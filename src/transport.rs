//! Virtual Transport
//!
//! An in-memory [`Transport`] with software-defined ports. Clones share the
//! same state, so one handle can sit inside a [`crate::Synth`] while another
//! plugs devices in and plays notes, possibly from another thread.

use crate::device::{DeviceInfo, PortKind, PortState, Transport};
use crate::event::{Discovery, EventSender, SynthEvent};
use std::collections::HashMap;
use std::sync::{Arc, Mutex, MutexGuard};

#[derive(Debug, Default)]
struct Inner {
    devices: Vec<DeviceInfo>,
    access: Option<EventSender>,
    listeners: HashMap<String, EventSender>,
    rejection: Option<String>,
}

/// Shared in-memory transport
#[derive(Debug, Clone, Default)]
pub struct VirtualTransport {
    inner: Arc<Mutex<Inner>>,
}

impl VirtualTransport {
    pub fn new() -> Self {
        Self::default()
    }

    /// Start with a connected input port
    pub fn with_input(self, id: &str, name: &str) -> Self {
        self.lock().devices.push(DeviceInfo::input(id, name));
        self
    }

    /// Start with a connected output port
    pub fn with_output(self, id: &str, name: &str) -> Self {
        self.lock().devices.push(DeviceInfo::output(id, name));
        self
    }

    /// Reject every access request with `reason`
    pub fn rejecting(self, reason: &str) -> Self {
        self.lock().rejection = Some(reason.to_string());
        self
    }

    /// Currently connected ports
    pub fn devices(&self) -> Vec<DeviceInfo> {
        self.lock().devices.clone()
    }

    pub fn is_listening(&self, id: &str) -> bool {
        self.lock().listeners.contains_key(id)
    }

    /// Connect an input port and announce it
    pub fn plug(&self, id: &str, name: &str) {
        self.plug_port(DeviceInfo::input(id, name));
    }

    /// Connect an output port and announce it
    pub fn plug_output(&self, id: &str, name: &str) {
        self.plug_port(DeviceInfo::output(id, name));
    }

    fn plug_port(&self, info: DeviceInfo) {
        let mut inner = self.lock();
        inner.devices.retain(|d| d.id != info.id);
        inner.devices.push(info.clone());
        if let Some(access) = &inner.access {
            let _ = access.send(SynthEvent::DeviceStateChanged(info));
        }
    }

    /// Disconnect a port and announce it; false if it was not connected
    pub fn unplug(&self, id: &str) -> bool {
        let mut inner = self.lock();
        let Some(position) = inner.devices.iter().position(|d| d.id == id) else {
            return false;
        };

        let mut info = inner.devices.remove(position);
        info.state = PortState::Disconnected;
        if let Some(access) = &inner.access {
            let _ = access.send(SynthEvent::DeviceStateChanged(info));
        }
        true
    }

    /// Deliver a raw message from an input; false if nobody listens to it
    pub fn send(&self, id: &str, data: &[u8]) -> bool {
        let inner = self.lock();
        let is_input = inner
            .devices
            .iter()
            .any(|d| d.id == id && d.kind == PortKind::Input);

        match inner.listeners.get(id) {
            Some(listener) if is_input => listener
                .send(SynthEvent::Message {
                    device_id: id.to_string(),
                    data: data.to_vec(),
                })
                .is_ok(),
            _ => false,
        }
    }

    fn lock(&self) -> MutexGuard<'_, Inner> {
        self.inner.lock().unwrap_or_else(|poisoned| poisoned.into_inner())
    }
}

impl Transport for VirtualTransport {
    fn request_access(&mut self, events: EventSender) -> Discovery {
        let mut inner = self.lock();
        if let Some(reason) = &inner.rejection {
            return Discovery::rejected(reason.clone());
        }
        inner.access = Some(events);
        Discovery::resolved(inner.devices.clone())
    }

    fn listen(&mut self, device_id: &str, events: EventSender) {
        self.lock().listeners.insert(device_id.to_string(), events);
    }

    fn unlisten(&mut self, device_id: &str) {
        self.lock().listeners.remove(device_id);
    }
}

#[cfg(test)]
mod tests {
    use super::*;
    use crate::event::event_channel;

    #[test]
    fn test_access_reports_devices() {
        let (tx, _rx) = event_channel();
        let mut transport = VirtualTransport::new()
            .with_input("a", "A")
            .with_output("b", "B");

        let devices = transport.request_access(tx).wait().unwrap();
        assert_eq!(devices.len(), 2);
        assert_eq!(devices[1].kind, PortKind::Output);
    }

    #[test]
    fn test_hot_plug_is_announced_after_access() {
        let (tx, rx) = event_channel();
        let mut transport = VirtualTransport::new();

        transport.plug("early", "Early");
        assert!(rx.try_recv().is_err());

        transport.request_access(tx).wait().unwrap();
        transport.plug("late", "Late");
        assert!(transport.unplug("late"));
        assert!(!transport.unplug("late"));

        let events: Vec<_> = rx.try_iter().collect();
        assert_eq!(
            events,
            vec![
                SynthEvent::DeviceStateChanged(DeviceInfo::input("late", "Late")),
                SynthEvent::DeviceStateChanged(DeviceInfo::input("late", "Late").disconnected()),
            ]
        );
    }

    #[test]
    fn test_send_requires_listener() {
        let (tx, rx) = event_channel();
        let mut transport = VirtualTransport::new().with_input("a", "A");

        assert!(!transport.send("a", &[0x90, 60, 1]));
        transport.listen("a", tx);
        assert!(transport.send("a", &[0x90, 60, 1]));
        assert_eq!(rx.try_iter().count(), 1);

        transport.unlisten("a");
        assert!(!transport.send("a", &[0x80, 60, 0]));
    }

    #[test]
    fn test_clones_share_state() {
        let transport = VirtualTransport::new();
        let other = transport.clone();
        other.plug("a", "A");
        assert_eq!(transport.devices().len(), 1);
    }

    #[test]
    fn test_rejecting_transport() {
        let (tx, _rx) = event_channel();
        let mut transport = VirtualTransport::new().rejecting("denied");
        assert!(transport.request_access(tx).wait().is_err());
    }
}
• • •
_TASK TO COMPLETE_: Reproduce the complete data exactly as presented above.

_ANSWER FOR THE TASK_:
filename src/transport.rs
//! Virtual Transport
//!
//! An in-memory [`Transport`] with software-defined ports. Clones share the
//! same state, so one handle can sit inside a [`crate::Synth`] while another
//! plugs devices in and plays notes, possibly from another thread.

use crate::device::{DeviceInfo, PortKind, PortState, Transport};
use crate::event::{Discovery, EventSender, SynthEvent};
use std::collections::HashMap;
use std::sync::{Arc, Mutex, MutexGuard};

#[derive(Debug, Default)]
struct Inner {
    devices: Vec<DeviceInfo>,
    access: Option<EventSender>,
    listeners: HashMap<String, EventSender>,
    rejection: Option<String>,
}

/// Shared in-memory transport
#[derive(Debug, Clone, Default)]
pub struct VirtualTransport {
    inner: Arc<Mutex<Inner>>,
}

impl VirtualTransport {
    pub fn new() -> Self {
        Self::default()
    }

    /// Start with a connected input port
    pub fn with_input(self, id: &str, name: &str) -> Self {
        self.lock().devices.push(DeviceInfo::input(id, name));
        self
    }

    /// Start with a connected output port
    pub fn with_output(self, id: &str, name: &str) -> Self {
        self.lock().devices.push(DeviceInfo::output(id, name));
        self
    }

    /// Reject every access request with `reason`
    pub fn rejecting(self, reason: &str) -> Self {
        self.lock().rejection = Some(reason.to_string());
        self
    }

    /// Currently connected ports
    pub fn devices(&self) -> Vec<DeviceInfo> {
        self.lock().devices.clone()
    }

    pub fn is_listening(&self, id: &str) -> bool {
        self.lock().listeners.contains_key(id)
    }

    /// Connect an input port and announce it
    pub fn plug(&self, id: &str, name: &str) {
        self.plug_port(DeviceInfo::input(id, name));
    }

    /// Connect an output port and announce it
    pub fn plug_output(&self, id: &str, name: &str) {
        self.plug_port(DeviceInfo::output(id, name));
    }

    fn plug_port(&self, info: DeviceInfo) {
        let mut inner = self.lock();
        inner.devices.retain(|d| d.id != info.id);
        inner.devices.push(info.clone());
        if let Some(access) = &inner.access {
            let _ = access.send(SynthEvent::DeviceStateChanged(info));
        }
    }

    /// Disconnect a port and announce it; false if it was not connected
    pub fn unplug(&self, id: &str) -> bool {
        let mut inner = self.lock();
        let Some(position) = inner.devices.iter().position(|d| d.id == id) else {
            return false;
        };

        let mut info = inner.devices.remove(position);
        info.state = PortState::Disconnected;
        if let Some(access) = &inner.access {
            let _ = access.send(SynthEvent::DeviceStateChanged(info));
        }
        true
    }

    /// Deliver a raw message from an input; false if nobody listens to it
    pub fn send(&self, id: &str, data: &[u8]) -> bool {
        let inner = self.lock();
        let is_input = inner
            .devices
            .iter()
            .any(|d| d.id == id && d.kind == PortKind::Input);

        match inner.listeners.get(id) {
            Some(listener) if is_input => listener
                .send(SynthEvent::Message {
                    device_id: id.to_string(),
                    data: data.to_vec(),
                })
                .is_ok(),
            _ => false,
        }
    }

    fn lock(&self) -> MutexGuard<'_, Inner> {
        self.inner.lock().unwrap_or_else(|poisoned| poisoned.into_inner())
    }
}

impl Transport for VirtualTransport {
    fn request_access(&mut self, events: EventSender) -> Discovery {
        let mut inner = self.lock();
        if let Some(reason) = &inner.rejection {
            return Discovery::rejected(reason.clone());
        }
        inner.access = Some(events);
        Discovery::resolved(inner.devices.clone())
    }

    fn listen(&mut self, device_id: &str, events: EventSender) {
        self.lock().listeners.insert(device_id.to_string(), events);
    }

    fn unlisten(&mut self, device_id: &str) {
        self.lock().listeners.remove(device_id);
    }
}

#[cfg(test)]
mod tests {
    use super::*;
    use crate::event::event_channel;

    #[test]
    fn test_access_reports_devices() {
        let (tx, _rx) = event_channel();
        let mut transport = VirtualTransport::new()
            .with_input("a", "A")
            .with_output("b", "B");

        let devices = transport.request_access(tx).wait().unwrap();
        assert_eq!(devices.len(), 2);
        assert_eq!(devices[1].kind, PortKind::Output);
    }

    #[test]
    fn test_hot_plug_is_announced_after_access() {
        let (tx, rx) = event_channel();
        let mut transport = VirtualTransport::new();

        transport.plug("early", "Early");
        assert!(rx.try_recv().is_err());

        transport.request_access(tx).wait().unwrap();
        transport.plug("late", "Late");
        assert!(transport.unplug("late"));
        assert!(!transport.unplug("late"));

        let events: Vec<_> = rx.try_iter().collect();
        assert_eq!(
            events,
            vec![
                SynthEvent::DeviceStateChanged(DeviceInfo::input("late", "Late")),
                SynthEvent::DeviceStateChanged(DeviceInfo::input("late", "Late").disconnected()),
            ]
        );
    }

    #[test]
    fn test_send_requires_listener() {
        let (tx, rx) = event_channel();
        let mut transport = VirtualTransport::new().with_input("a", "A");

        assert!(!transport.send("a", &[0x90, 60, 1]));
        transport.listen("a", tx);
        assert!(transport.send("a", &[0x90, 60, 1]));
        assert_eq!(rx.try_iter().count(), 1);

        transport.unlisten("a");
        assert!(!transport.send("a", &[0x80, 60, 0]));
    }

    #[test]
    fn test_clones_share_state() {
        let transport = VirtualTransport::new();
        let other = transport.clone();
        other.plug("a", "A");
        assert_eq!(transport.devices().len(), 1);
    }

    #[test]
    fn test_rejecting_transport() {
        let (tx, _rx) = event_channel();
        let mut transport = VirtualTransport::new().rejecting("denied");
        assert!(transport.request_access(tx).wait().is_err());
    }
}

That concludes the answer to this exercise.